Collected data entries
---+---

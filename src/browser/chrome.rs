//! Chrome-backed [`BrowserSession`] built on `chromiumoxide`.

use std::time::Duration;

use async_trait::async_trait;
use chromiumoxide::Page;
use chromiumoxide::browser::{Browser, BrowserConfig};
use futures_util::StreamExt;
use serde_json::Value;
use tokio::task::JoinHandle;
use tracing::{debug, info, warn};

use super::{BrowserCookie, BrowserError, BrowserSession};

/// Default CDP request timeout.
const DEFAULT_REQUEST_TIMEOUT: Duration = Duration::from_secs(60);

/// Chrome launch settings.
#[derive(Debug, Clone)]
pub struct LaunchOptions {
    /// Run without a visible window.
    pub headless: bool,
    /// Timeout for individual CDP requests.
    pub request_timeout: Duration,
}

impl Default for LaunchOptions {
    fn default() -> Self {
        Self {
            headless: true,
            request_timeout: DEFAULT_REQUEST_TIMEOUT,
        }
    }
}

/// A running Chrome process and its CDP event handler.
///
/// Call [`close`](Self::close) when done; the harvest does so on every exit path.
pub struct ChromeBrowser {
    browser: Browser,
    handler: JoinHandle<()>,
}

impl ChromeBrowser {
    /// Launches Chrome incognito with a German locale.
    ///
    /// # Errors
    ///
    /// Returns [`BrowserError::LaunchFailed`] when the configuration is
    /// rejected or Chrome cannot be started.
    pub async fn launch(options: &LaunchOptions) -> Result<Self, BrowserError> {
        let mut builder = BrowserConfig::builder();

        // chromiumoxide runs headless unless with_head() is called
        if !options.headless {
            builder = builder.with_head();
        }

        builder = builder
            .request_timeout(options.request_timeout)
            .arg("--incognito")
            .arg("--disable-extensions")
            .arg("--disable-default-apps")
            .arg("--no-first-run")
            .arg("--no-sandbox")
            .arg("--disable-gpu")
            .arg("--lang=de-DE")
            .arg("--accept-lang=de-DE")
            .arg("--disable-background-timer-throttling")
            .arg("--disable-backgrounding-occluded-windows")
            .arg("--disable-renderer-backgrounding");

        let config = builder.build().map_err(BrowserError::LaunchFailed)?;

        let (browser, mut handler) = Browser::launch(config)
            .await
            .map_err(|e| BrowserError::LaunchFailed(e.to_string()))?;

        let handler = tokio::spawn(async move {
            while let Some(event) = handler.next().await {
                if let Err(error) = event {
                    debug!(%error, source = "chromiumoxide", "browser handler event error");
                }
            }
        });

        info!(headless = options.headless, "Browser launched");
        Ok(Self { browser, handler })
    }

    /// Opens a blank page to drive.
    ///
    /// # Errors
    ///
    /// Returns [`BrowserError::NavigationFailed`] when the page cannot be created.
    pub async fn open_session(&self) -> Result<ChromeSession, BrowserError> {
        let page = self
            .browser
            .new_page("about:blank")
            .await
            .map_err(|e| BrowserError::navigation("about:blank", e))?;
        Ok(ChromeSession { page })
    }

    /// Closes Chrome and stops the event handler.
    pub async fn close(mut self) {
        if let Err(error) = self.browser.close().await {
            warn!(%error, "Failed to close browser cleanly");
        }
        if let Err(error) = self.browser.wait().await {
            debug!(%error, "Browser process wait failed");
        }
        self.handler.abort();
        debug!("Browser closed");
    }
}

/// One Chrome page.
#[derive(Clone)]
pub struct ChromeSession {
    page: Page,
}

#[async_trait]
impl BrowserSession for ChromeSession {
    async fn navigate(&self, url: &str) -> Result<(), BrowserError> {
        self.page
            .goto(url)
            .await
            .map_err(|e| BrowserError::navigation(url, e))?;
        Ok(())
    }

    async fn click(&self, selector: &str) -> Result<(), BrowserError> {
        let element = self
            .page
            .find_element(selector)
            .await
            .map_err(|e| BrowserError::interaction(selector, e))?;
        element
            .click()
            .await
            .map_err(|e| BrowserError::interaction(selector, e))?;
        Ok(())
    }

    async fn evaluate(&self, script: &str) -> Result<Value, BrowserError> {
        self.page
            .evaluate(script)
            .await
            .map_err(|e| BrowserError::EvaluationFailed(e.to_string()))?
            .into_value::<Value>()
            .map_err(|e| BrowserError::EvaluationFailed(e.to_string()))
    }

    async fn content(&self) -> Result<String, BrowserError> {
        self.page
            .content()
            .await
            .map_err(|e| BrowserError::EvaluationFailed(format!("reading page markup: {e}")))
    }

    async fn cookies(&self) -> Result<Vec<BrowserCookie>, BrowserError> {
        let cookies = self
            .page
            .get_cookies()
            .await
            .map_err(|e| BrowserError::CookiesUnavailable(e.to_string()))?;

        Ok(cookies
            .into_iter()
            .map(|cookie| {
                BrowserCookie::new(
                    cookie.name,
                    cookie.value,
                    cookie.domain,
                    cookie.path,
                    cookie.secure,
                )
            })
            .collect())
    }
}
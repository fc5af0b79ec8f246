//! ADP Docs Core Library
//!
//! This library provides the core functionality for the adp-docs tool,
//! which logs into the ADP employee portal through a real browser, harvests
//! every document from the paginated document list, and later renames the
//! downloaded PDFs after what they are.
//!
//! # Architecture
//!
//! The library is organized into the following modules:
//! - [`browser`] - Browser capability, Chrome driver, and readiness polling
//! - [`auth`] - Session bridging from browser cookies to the HTTP client
//! - [`harvest`] - Login flow, paginated link collection, and the harvest run
//! - [`download`] - HTTP client, sequential batch downloads, filename allocation
//! - [`classify`] - Document classification and text extraction
//! - [`process`] - Classification pass that renames downloaded documents

// Clippy lints - strict for library code
#![deny(clippy::unwrap_used)]
#![deny(clippy::expect_used)]
#![warn(clippy::pedantic)]
#![allow(clippy::module_name_repetitions)]

pub mod auth;
pub mod browser;
pub mod classify;
pub mod config;
pub mod download;
pub mod harvest;
pub mod process;
mod user_agent;

// Re-export commonly used types
pub use auth::{CookieSet, SESSION_COOKIE_ALLOW_LIST, bridge_session};
pub use browser::{
    BrowserCookie, BrowserError, BrowserSession, ChromeBrowser, ReadinessWaiter, WaitCondition,
};
pub use classify::{
    Category, ClassificationResult, ExtractionError, PdfTextExtractor, Period, TextExtractor,
    classify,
};
pub use config::{Credentials, HarvestOptions, HarvestTimings};
pub use download::{DownloadError, FilenameAllocator, HttpClient, allocate_unique_path, download_all};
pub use harvest::{HarvestError, HarvestReport, LinkCollector, LinkRecord, run_harvest};
pub use process::{
    ProcessError, ProcessOptions, ProcessSummary, RenameDecision, process_directory,
};
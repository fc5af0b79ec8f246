//! Allow-listed cookie transfer from a [`BrowserSession`] into a reqwest jar.

use std::collections::BTreeMap;
use std::fmt;
use std::sync::Arc;

use reqwest::cookie::Jar;
use tracing::{debug, info, instrument, warn};
use url::Url;

use crate::browser::{BrowserCookie, BrowserError, BrowserSession};
use crate::download::{DownloadError, HttpClient};

/// Cookies that carry the portal's session identity and server affinity.
///
/// Every other cookie the browser holds (tracking, consent, other domains)
/// stays behind.
pub const SESSION_COOKIE_ALLOW_LIST: [&str; 4] = [
    "BIGipServer_DE1_world-v2",
    "SERVERSESSIONID",
    "JSESSIONIDSSO",
    "EMEASMSESSION",
];

/// Errors that can occur while bridging the browser session.
#[derive(Debug, thiserror::Error)]
pub enum BridgeError {
    /// The browser could not enumerate its cookies.
    #[error("cookie extraction failed: {0}")]
    CookieExtractionFailed(#[source] BrowserError),

    /// The cookie-aware HTTP client could not be built.
    #[error("failed to build bridged HTTP client: {0}")]
    Client(#[from] DownloadError),
}

#[derive(Clone)]
struct SessionCookie {
    value: String,
    domain: String,
}

/// The allow-listed session cookies, keyed by name.
///
/// Values are redacted in Debug output.
#[derive(Clone, Default)]
pub struct CookieSet {
    cookies: BTreeMap<String, SessionCookie>,
}

impl CookieSet {
    /// Keeps only the cookies named in [`SESSION_COOKIE_ALLOW_LIST`].
    ///
    /// When the browser reports the same name twice, the last one wins.
    #[must_use]
    pub fn from_browser_cookies(cookies: &[BrowserCookie]) -> Self {
        let mut kept = BTreeMap::new();
        for cookie in cookies {
            if SESSION_COOKIE_ALLOW_LIST.contains(&cookie.name.as_str()) {
                kept.insert(
                    cookie.name.clone(),
                    SessionCookie {
                        value: cookie.value().to_string(),
                        domain: cookie.domain.clone(),
                    },
                );
            } else {
                debug!(name = %cookie.name, domain = %cookie.domain, "discarding non-session cookie");
            }
        }
        Self { cookies: kept }
    }

    /// Number of session cookies kept.
    #[must_use]
    pub fn len(&self) -> usize {
        self.cookies.len()
    }

    /// Whether no session cookie was found.
    #[must_use]
    pub fn is_empty(&self) -> bool {
        self.cookies.is_empty()
    }

    /// Whether a cookie with `name` was kept.
    #[must_use]
    pub fn contains(&self, name: &str) -> bool {
        self.cookies.contains_key(name)
    }

    /// Names of the kept cookies, sorted.
    pub fn names(&self) -> impl Iterator<Item = &str> {
        self.cookies.keys().map(String::as_str)
    }

    /// Returns the value and domain recorded for `name`.
    ///
    /// Cookie values are sensitive. Avoid logging the return value.
    #[must_use]
    pub fn get(&self, name: &str) -> Option<(&str, &str)> {
        self.cookies
            .get(name)
            .map(|cookie| (cookie.value.as_str(), cookie.domain.as_str()))
    }

    /// Installs the cookies into a fresh jar scoped to `origin`.
    ///
    /// A cookie whose domain is the origin host becomes host-only; a parent
    /// domain is kept as the `Domain` attribute. Cookies for domains the
    /// origin does not belong to are rejected by the jar.
    #[instrument(level = "debug", skip(self), fields(origin = %origin))]
    #[must_use]
    pub fn to_jar(&self, origin: &Url) -> Arc<Jar> {
        let jar = Arc::new(Jar::default());
        let host = origin.host_str().unwrap_or_default();

        for (name, cookie) in &self.cookies {
            let set_cookie = build_set_cookie_string(name, cookie, host);
            jar.add_cookie_str(&set_cookie, origin);
            debug!(name = %name, domain = %cookie.domain, "loaded session cookie into jar");
        }

        jar
    }
}

impl fmt::Debug for CookieSet {
    fn fmt(&self, f: &mut fmt::Formatter<'_>) -> fmt::Result {
        f.debug_struct("CookieSet")
            .field("names", &self.cookies.keys().collect::<Vec<_>>())
            .finish_non_exhaustive()
    }
}

/// Builds a `Set-Cookie` header string for the jar.
fn build_set_cookie_string(name: &str, cookie: &SessionCookie, origin_host: &str) -> String {
    let domain = cookie.domain.strip_prefix('.').unwrap_or(&cookie.domain);
    let mut set_cookie = format!("{name}={}; Path=/", cookie.value);
    if !domain.is_empty() && !domain.eq_ignore_ascii_case(origin_host) {
        set_cookie.push_str("; Domain=");
        set_cookie.push_str(domain);
    }
    set_cookie
}

/// Copies the session cookies from `session` into a new download client.
///
/// # Errors
///
/// Returns [`BridgeError::CookieExtractionFailed`] when the browser cannot
/// list its cookies, or [`BridgeError::Client`] when the client cannot be built.
pub async fn bridge_session(
    session: &dyn BrowserSession,
    origin: &Url,
    connect_timeout_secs: u64,
    read_timeout_secs: u64,
) -> Result<HttpClient, BridgeError> {
    info!("Getting cookies for document access");

    let browser_cookies = session
        .cookies()
        .await
        .map_err(BridgeError::CookieExtractionFailed)?;

    let cookie_set = CookieSet::from_browser_cookies(&browser_cookies);
    if cookie_set.is_empty() {
        warn!(
            browser_cookies = browser_cookies.len(),
            "No session cookies found; downloads will likely be rejected"
        );
    }

    let jar = cookie_set.to_jar(origin);
    let client = HttpClient::with_cookie_jar_and_timeouts(jar, connect_timeout_secs, read_timeout_secs)?;

    info!(
        cookie_count = cookie_set.len(),
        discarded = browser_cookies.len() - cookie_set.len(),
        "Cookie setup complete"
    );
    Ok(client)
}
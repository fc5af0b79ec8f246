//! Scripted portal login up to the document list.
//!
//! The login widgets are web components: the real `<input>` sits in the
//! shadow root of `#login-form_username` / `#login-form_password`, so the
//! value is set by script and `input`/`change` events are dispatched for the
//! widget to notice it.

use std::sync::LazyLock;

use regex::Regex;
use serde_json::Value;
use tracing::info;

use super::HarvestError;
use crate::browser::{BrowserError, BrowserSession, ReadinessWaiter, WaitCondition, js_string};
use crate::config::{Credentials, HarvestTimings};

pub(crate) const USERNAME_FIELD: &str = "#login-form_username";
pub(crate) const USERNAME_SUBMIT: &str = "#verifUseridBtn";
pub(crate) const PASSWORD_FIELD: &str = "#login-form_password";
pub(crate) const PASSWORD_SUBMIT: &str = "#signBtn";

/// Label of the dashboard tile leading to the full document list.
pub(crate) const ALL_DOCUMENTS_LABEL: &str = "Alle Dokumente";

#[allow(clippy::expect_used)]
static DASHBOARD_PATTERN: LazyLock<Regex> = LazyLock::new(|| {
    Regex::new(r"Alle Dokumente \(\d+\)").expect("dashboard pattern is valid")
});

/// Logs in and opens the "Alle Dokumente" list.
///
/// # Errors
///
/// Returns [`HarvestError::Browser`] when a step times out, a click fails,
/// or a login field / the document tile cannot be found.
pub(crate) async fn log_in(
    session: &dyn BrowserSession,
    portal_url: &str,
    credentials: &Credentials,
    timings: &HarvestTimings,
) -> Result<(), HarvestError> {
    let waiter = ReadinessWaiter::new(timings.poll_interval);

    info!("Navigating to login page");
    session.navigate(portal_url).await?;

    waiter
        .wait_for(
            session,
            &WaitCondition::visible(USERNAME_FIELD),
            timings.wait_timeout,
        )
        .await?;
    info!("Entering username");
    fill_shadow_input(session, USERNAME_FIELD, credentials.username(), timings).await?;
    session.click(USERNAME_SUBMIT).await?;

    waiter
        .wait_for(
            session,
            &WaitCondition::visible(PASSWORD_FIELD),
            timings.wait_timeout,
        )
        .await?;
    info!("Entering password");
    fill_shadow_input(session, PASSWORD_FIELD, credentials.password(), timings).await?;
    session.click(PASSWORD_SUBMIT).await?;
    info!("Logged in successfully");

    info!("Waiting for dashboard to load");
    waiter
        .wait_for(
            session,
            &WaitCondition::text_matches(DASHBOARD_PATTERN.clone()),
            timings.wait_timeout,
        )
        .await?;

    // The tile is rendered before its click handler is attached.
    tokio::time::sleep(timings.dashboard_settle).await;

    info!("Navigating to All Documents page");
    let clicked = session.evaluate(&open_all_documents_script()).await?;
    if clicked != Value::Bool(true) {
        return Err(BrowserError::interaction(
            ALL_DOCUMENTS_LABEL,
            "no button or link with this label",
        )
        .into());
    }
    tokio::time::sleep(timings.navigation_settle).await;

    Ok(())
}

/// Sets the shadow-DOM input of `host_selector` to `value`, with settle pauses
/// before the fill and before the caller's submit click.
async fn fill_shadow_input(
    session: &dyn BrowserSession,
    host_selector: &str,
    value: &str,
    timings: &HarvestTimings,
) -> Result<(), HarvestError> {
    tokio::time::sleep(timings.field_settle).await;

    let filled = session
        .evaluate(&fill_shadow_input_script(host_selector, value))
        .await?;
    if filled != Value::Bool(true) {
        return Err(BrowserError::interaction(host_selector, "input field not found").into());
    }

    tokio::time::sleep(timings.field_settle).await;
    Ok(())
}

/// Script filling the shadow-root `#input` of `host_selector`.
///
/// Both arguments are embedded as JSON string literals, so quotes and
/// backslashes in a password cannot break out of the script.
pub(crate) fn fill_shadow_input_script(host_selector: &str, value: &str) -> String {
    format!(
        r##"(function() {{
            const host = document.querySelector({host});
            if (host && host.shadowRoot) {{
                const input = host.shadowRoot.querySelector("#input");
                if (input) {{
                    input.focus();
                    input.value = {value};
                    input.dispatchEvent(new Event('input', {{ bubbles: true }}));
                    input.dispatchEvent(new Event('change', {{ bubbles: true }}));
                    return true;
                }}
            }}
            return false;
        }})()"##,
        host = js_string(host_selector),
        value = js_string(value),
    )
}

fn open_all_documents_script() -> String {
    format!(
        r#"(function() {{
            const elements = document.querySelectorAll('button, a, [role="button"]');
            for (const el of elements) {{
                if (el.textContent.includes({label})) {{
                    el.click();
                    return true;
                }}
            }}
            return false;
        }})()"#,
        label = js_string(ALL_DOCUMENTS_LABEL),
    )
}
//! Sequential download of harvested links under ordinal names.

use std::path::{Path, PathBuf};

use tracing::{debug, info, instrument};
use url::Url;

use super::client::HttpClient;
use super::constants::{DOCUMENT_EXTENSION, ORDINAL_PREFIX};
use super::error::DownloadError;
use crate::harvest::LinkRecord;

/// Placeholder name for the `n`-th downloaded document (1-based).
#[must_use]
pub fn ordinal_filename(n: usize) -> String {
    format!("{ORDINAL_PREFIX}_{n}.{DOCUMENT_EXTENSION}")
}

/// Resolves a harvested href against the portal origin.
///
/// Absolute links are kept as they are; relative ones are joined onto `origin`.
///
/// # Errors
///
/// Returns [`DownloadError::InvalidUrl`] when the link cannot be joined or
/// does not use http(s).
pub fn resolve_link(link: &LinkRecord, origin: &Url) -> Result<Url, DownloadError> {
    let resolved = origin
        .join(link.as_str())
        .map_err(|_| DownloadError::invalid_url(link.as_str()))?;

    match resolved.scheme() {
        "http" | "https" => Ok(resolved),
        _ => Err(DownloadError::invalid_url(link.as_str())),
    }
}

/// Downloads every link in order into `destination_dir`.
///
/// Links are stored as `adp_{n}.pdf` with increasing `n`, starting at 1.
/// Ordinals already taken in the directory (placeholders left by an earlier
/// run) are skipped, so a repeated run never overwrites or fails on them.
/// The first failure aborts the batch; files written before it are kept.
///
/// # Errors
///
/// Returns the first [`DownloadError`] encountered, naming the failing URL
/// or path.
#[instrument(skip(client, links), fields(count = links.len(), dir = %destination_dir.display()))]
pub async fn download_all(
    client: &HttpClient,
    links: &[LinkRecord],
    origin: &Url,
    destination_dir: &Path,
) -> Result<Vec<PathBuf>, DownloadError> {
    let total = links.len();
    let mut written = Vec::with_capacity(total);
    let mut ordinal = 0;

    for (index, link) in links.iter().enumerate() {
        let url = resolve_link(link, origin)?;
        ordinal = next_free_ordinal(destination_dir, ordinal + 1);
        let path = destination_dir.join(ordinal_filename(ordinal));

        info!(
            progress = %format_args!("{}/{total}", index + 1),
            path = %path.display(),
            "Downloading document"
        );
        let bytes = client.download_to_path(url.as_str(), &path).await?;
        debug!(bytes, path = %path.display(), "document saved");

        written.push(path);
    }

    info!(count = written.len(), "All documents downloaded");
    Ok(written)
}

/// The first ordinal at or after `from` whose placeholder name is free in `dir`.
fn next_free_ordinal(dir: &Path, from: usize) -> usize {
    let mut ordinal = from;
    while dir.join(ordinal_filename(ordinal)).exists() {
        debug!(ordinal, "placeholder name taken; skipping");
        ordinal += 1;
    }
    ordinal
}
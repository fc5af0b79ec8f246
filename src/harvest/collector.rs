//! Paginated document-link collection.
//!
//! The portal lists documents in a PrimeFaces data table, a page at a time.
//! Each page's markup is read from the browser and parsed locally; the
//! pager's "next" control is then checked and clicked until it is missing
//! or disabled.

use std::fmt;
use std::sync::LazyLock;

use scraper::{Html, Selector};
use serde_json::Value;
use tracing::{debug, info};

use super::HarvestError;
use crate::browser::{BrowserSession, ReadinessWaiter, WaitCondition, js_string};
use crate::config::HarvestTimings;

/// Rendered document table on the "Alle Dokumente" page.
pub const DOCUMENT_TABLE_SELECTOR: &str =
    r"#epaysliplist\:ePayListForm\:ePayslipDocs > div.ui-datatable-tablewrapper > table";

/// Pager control leading to the next page.
pub const NEXT_PAGE_SELECTOR: &str = r#"a[aria-label="Nächste Seite"]"#;

/// Class the pager puts on the next control once the last page is shown.
pub const DISABLED_CLASS: &str = "ui-state-disabled";

/// Path fragment shared by every document download link.
pub const DOCUMENT_LINK_MARKER: &str = "/AdpwAdpaWeb/DocDownload";

#[allow(clippy::expect_used)]
static ANCHOR_SELECTOR: LazyLock<Selector> =
    LazyLock::new(|| Selector::parse("a[href]").expect("anchor selector is valid"));

/// A document link as found in the listing (absolute or relative).
#[derive(Debug, Clone, PartialEq, Eq, Hash)]
pub struct LinkRecord(String);

impl LinkRecord {
    /// Wraps an href.
    #[must_use]
    pub fn new(href: impl Into<String>) -> Self {
        Self(href.into())
    }

    /// The href as found in the markup.
    #[must_use]
    pub fn as_str(&self) -> &str {
        &self.0
    }
}

impl fmt::Display for LinkRecord {
    fn fmt(&self, f: &mut fmt::Formatter<'_>) -> fmt::Result {
        f.write_str(&self.0)
    }
}

/// Where the collector stands in the listing.
#[derive(Debug, Clone, Copy, PartialEq, Eq)]
pub struct PageState {
    /// 1-based number of the page currently shown.
    pub page_number: u32,
    /// Whether the pager offers an enabled next control.
    pub has_next: bool,
}

/// Walks the document listing page by page.
#[derive(Debug, Clone)]
pub struct LinkCollector {
    waiter: ReadinessWaiter,
    timings: HarvestTimings,
    table: WaitCondition,
}

impl LinkCollector {
    /// Creates a collector using `timings` for waits, settling and the page bound.
    #[must_use]
    pub fn new(timings: &HarvestTimings) -> Self {
        Self {
            waiter: ReadinessWaiter::new(timings.poll_interval),
            timings: *timings,
            table: WaitCondition::visible(DOCUMENT_TABLE_SELECTOR),
        }
    }

    /// Collects every document link across all pages, page-major.
    ///
    /// Links are not deduplicated.
    ///
    /// # Errors
    ///
    /// Returns [`HarvestError::Browser`] when the table does not render or
    /// the pager cannot be read or clicked, and
    /// [`HarvestError::PageLimitExceeded`] when the pager never ends.
    pub async fn collect_all(
        &self,
        session: &dyn BrowserSession,
    ) -> Result<Vec<LinkRecord>, HarvestError> {
        let mut links = Vec::new();
        let mut state = PageState {
            page_number: 1,
            has_next: true,
        };

        self.waiter
            .wait_for(session, &self.table, self.timings.wait_timeout)
            .await?;

        loop {
            info!(page = state.page_number, "Processing document page");

            let html = session.content().await?;
            debug!(page = state.page_number, "Parsing HTML for document links");
            let page_links = extract_document_links(&html);
            info!(
                page = state.page_number,
                count = page_links.len(),
                "Found document links on current page"
            );
            links.extend(page_links);

            state.has_next = next_page_available(session).await?;
            if !state.has_next {
                info!(total_pages = state.page_number, "Reached last page");
                break;
            }
            if state.page_number >= self.timings.max_pages {
                return Err(HarvestError::PageLimitExceeded {
                    max_pages: self.timings.max_pages,
                });
            }

            info!("Navigating to next page");
            session.click(NEXT_PAGE_SELECTOR).await?;
            tokio::time::sleep(self.timings.page_settle).await;
            self.waiter
                .wait_for(session, &self.table, self.timings.wait_timeout)
                .await?;
            state.page_number += 1;
        }

        info!(count = links.len(), "Total document links found across all pages");
        Ok(links)
    }
}

/// Every `a[href]` in `html` whose href contains [`DOCUMENT_LINK_MARKER`],
/// in document order.
#[must_use]
pub fn extract_document_links(html: &str) -> Vec<LinkRecord> {
    let document = Html::parse_document(html);
    document
        .select(&ANCHOR_SELECTOR)
        .filter_map(|anchor| anchor.value().attr("href"))
        .filter(|href| href.contains(DOCUMENT_LINK_MARKER))
        .map(LinkRecord::new)
        .collect()
}

async fn next_page_available(session: &dyn BrowserSession) -> Result<bool, HarvestError> {
    let script = format!(
        "(function() {{
            const next = document.querySelector({selector});
            return next !== null && !next.classList.contains({disabled});
        }})()",
        selector = js_string(NEXT_PAGE_SELECTOR),
        disabled = js_string(DISABLED_CLASS),
    );
    let value = session.evaluate(&script).await?;
    Ok(value == Value::Bool(true))
}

---+---

# WHAT TO DO
Pull each line containing "incognito" from the records.

# RESPONSE TO THE TASK
    /// Launches Chrome incognito with a German locale.
            .arg("--incognito")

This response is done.